## The problem:
Once the line with "Some(Self(index))" is found in the data, output it and each following line exactly, up to and including the line with "let mut last = None;", and nothing before or after.

── Supplied information ──

//! Discrete servo position presets
//!
//! A servo is only ever commanded to one of a fixed, ordered set of
//! angle presets. The ordinal of the preset is what recipes and the
//! terminal work with; the PWM driver owns the mapping to duty cycle.

/// Number of position presets
pub const POSITION_COUNT: usize = 6;

/// Angle between neighbouring presets in degrees
pub const DEGREES_PER_STEP: u8 = 32;

/// Direction of a manual one-step jog
#[derive(Debug, Clone, Copy, PartialEq, Eq)]
#[cfg_attr(feature = "defmt", derive(defmt::Format))]
pub enum JogDirection {
    /// Towards position 0
    Left,
    /// Towards the maximum position
    Right,
}

/// Ordinal of an angle preset, always within `0..POSITION_COUNT`
#[derive(Debug, Clone, Copy, PartialEq, Eq, PartialOrd, Ord, Default, Hash)]
#[cfg_attr(feature = "defmt", derive(defmt::Format))]
pub struct Position(u8);

impl Position {
    /// Starting position (0°)
    pub const HOME: Self = Self(0);

    /// Highest preset (160°)
    pub const MAX: Self = Self(POSITION_COUNT as u8 - 1);

    /// Create a position from its ordinal, rejecting out-of-range values
    pub const fn new(index: u8) -> Option<Self> {
        if (index as usize) < POSITION_COUNT {
            Some(Self(index))
        } else {
            None
        }
    }

    /// Ordinal of this preset
    pub const fn index(self) -> u8 {
        self.0
    }

    /// Nominal angle of this preset
    pub const fn degrees(self) -> u8 {
        self.0 * DEGREES_PER_STEP
    }

    /// Neighbouring preset in the given direction, `None` at the edges
    pub fn jog(self, direction: JogDirection) -> Option<Self> {
        match direction {
            JogDirection::Left => self.0.checked_sub(1).map(Self),
            JogDirection::Right => Self::new(self.0 + 1),
        }
    }

    /// Number of preset steps between two positions
    pub fn steps_to(self, other: Position) -> u8 {
        self.0.abs_diff(other.0)
    }
}

#[cfg(test)]
mod tests {
    use super::*;

    #[test]
    fn test_new_rejects_out_of_range() {
        assert_eq!(Position::new(5), Some(Position::MAX));
        assert_eq!(Position::new(6), None);
        assert_eq!(Position::new(31), None);
    }

    #[test]
    fn test_jog_clamps_at_edges() {
        assert_eq!(Position::HOME.jog(JogDirection::Left), None);
        assert_eq!(Position::MAX.jog(JogDirection::Right), None);
        assert_eq!(
            Position::HOME.jog(JogDirection::Right),
            Position::new(1)
        );
    }

    #[test]
    fn test_steps_are_symmetric() {
        let a = Position::new(1).unwrap();
        let b = Position::new(4).unwrap();
        assert_eq!(a.steps_to(b), 3);
        assert_eq!(b.steps_to(a), 3);
        assert_eq!(a.steps_to(a), 0);
    }

    #[test]
    fn test_degrees_increase_monotonically() {
        let mut last = None;
        for position in (0..POSITION_COUNT as u8).filter_map(Position::new) {
            if let Some(prev) = last {
                assert!(position.degrees() > prev);
            }
            last = Some(position.degrees());
        }
        assert_eq!(Position::MAX.degrees(), 160);
    }
}
//! STM32L4-specific HAL for the Cadence firmware
//!
//! This crate provides STM32L4 implementations of the `cadence-hal`
//! traits. It supports:
//!
//! - STM32L476RG (Nucleo-L476RG)
//!
//! # Features
//!
//! - `stm32l476rg` - Enable support for STM32L476RG
//! - `defmt` - Enable debug formatting support
//!
//! # Usage
//!
//! The firmware brings up peripherals with embassy-stm32 directly and
//! wraps them here: USART2 becomes a [`SerialPort`], and each servo gets
//! a [`MillisCounter`]. Servo PWM on TIM2 uses the constants in [`pwm`].

#![no_std]
#![deny(unsafe_code)]

pub mod pwm;
pub mod timer;
pub mod uart;

pub use timer::MillisCounter;
pub use uart::{usart_config, SerialPort, UartBusError};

───

## Your response:
            Some(Self(index))
        } else {
            None
        }
    }

    /// Ordinal of this preset
    pub const fn index(self) -> u8 {
        self.0
    }

    /// Nominal angle of this preset
    pub const fn degrees(self) -> u8 {
        self.0 * DEGREES_PER_STEP
    }

    /// Neighbouring preset in the given direction, `None` at the edges
    pub fn jog(self, direction: JogDirection) -> Option<Self> {
        match direction {
            JogDirection::Left => self.0.checked_sub(1).map(Self),
            JogDirection::Right => Self::new(self.0 + 1),
        }
    }

    /// Number of preset steps between two positions
    pub fn steps_to(self, other: Position) -> u8 {
        self.0.abs_diff(other.0)
    }
}

#[cfg(test)]
mod tests {
    use super::*;

    #[test]
    fn test_new_rejects_out_of_range() {
        assert_eq!(Position::new(5), Some(Position::MAX));
        assert_eq!(Position::new(6), None);
        assert_eq!(Position::new(31), None);
    }

    #[test]
    fn test_jog_clamps_at_edges() {
        assert_eq!(Position::HOME.jog(JogDirection::Left), None);
        assert_eq!(Position::MAX.jog(JogDirection::Right), None);
        assert_eq!(
            Position::HOME.jog(JogDirection::Right),
            Position::new(1)
        );
    }

    #[test]
    fn test_steps_are_symmetric() {
        let a = Position::new(1).unwrap();
        let b = Position::new(4).unwrap();
        assert_eq!(a.steps_to(b), 3);
        assert_eq!(b.steps_to(a), 3);
        assert_eq!(a.steps_to(a), 0);
    }

    #[test]
    fn test_degrees_increase_monotonically() {
        let mut last = None;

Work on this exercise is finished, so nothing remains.